- SUPPLIED INFORMATION
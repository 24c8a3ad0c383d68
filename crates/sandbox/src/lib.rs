//! Backend-neutral vocabulary for running one program under resource ceilings.
//!
//! Backends (see `sandbox-rlimit`) implement the process mechanics; callers
//! only deal with [`ExecConfig`] in and [`TerminationReport`] out.

mod config;
mod error;
mod installer;
mod types;

pub use config::{DEFAULT_STACK_BYTES, ExecConfig, ResourceLimits, Stdio};
pub use error::{LimitError, LimitKind, Result, SandboxError};
pub use installer::{LimitInstaller, install_in_order};
pub use types::{
    EXIT_EXEC_FAILED, EXIT_LIMIT_FAILED, EXIT_NOT_FOUND, Outcome, ResourceUsage, SetupFailure,
    TerminationReport,
};
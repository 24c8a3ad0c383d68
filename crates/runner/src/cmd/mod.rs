mod run;

pub use run::{RunArgs, run_bounded};
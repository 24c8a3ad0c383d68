//! POSIX backend for bounded runs.
//!
//! [`BoundedExecutor::spawn`] forks; the child installs its ceilings with
//! `setrlimit` and execs the target, the parent gets a [`ChildHandle`] whose
//! [`wait`](ChildHandle::wait) reaps the child and produces a
//! [`sandbox::TerminationReport`].

#[cfg(not(unix))]
compile_error!("sandbox-rlimit requires a Unix target (fork, setrlimit, wait4)");

mod executor;
mod limits;
mod process;

pub use executor::{BoundedExecutor, ChildHandle};
pub use limits::RlimitInstaller;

- WORK TO BE COMPLETED
Transcribe each entry precisely, missing none.

- TASK ANSWER
repository 24c8a3ad0c383d68
filename crates/sandbox/src/lib.rs
//! Backend-neutral vocabulary for running one program under resource ceilings.
//!
//! Backends (see `sandbox-rlimit`) implement the process mechanics; callers
//! only deal with [`ExecConfig`] in and [`TerminationReport`] out.

mod config;
mod error;
mod installer;
mod types;

pub use config::{DEFAULT_STACK_BYTES, ExecConfig, ResourceLimits, Stdio};
pub use error::{LimitError, LimitKind, Result, SandboxError};
pub use installer::{LimitInstaller, install_in_order};
pub use types::{
    EXIT_EXEC_FAILED, EXIT_LIMIT_FAILED, EXIT_NOT_FOUND, Outcome, ResourceUsage, SetupFailure,
    TerminationReport,
};
repository 24c8a3ad0c383d68
filename crates/runner/src/cmd/mod.rs
mod run;

pub use run::{RunArgs, run_bounded};
repository 24c8a3ad0c383d68
//! POSIX backend for bounded runs.
//!
//! [`BoundedExecutor::spawn`] forks; the child installs its ceilings with
//! `setrlimit` and execs the target, the parent gets a [`ChildHandle`] whose
//! [`wait`](ChildHandle::wait) reaps the child and produces a
//! [`sandbox::TerminationReport`].

#[cfg(not(unix))]
compile_error!("sandbox-rlimit requires a Unix target (fork, setrlimit, wait4)");

mod executor;
mod limits;
mod process;

pub use executor::{BoundedExecutor, ChildHandle};
pub use limits::RlimitInstaller;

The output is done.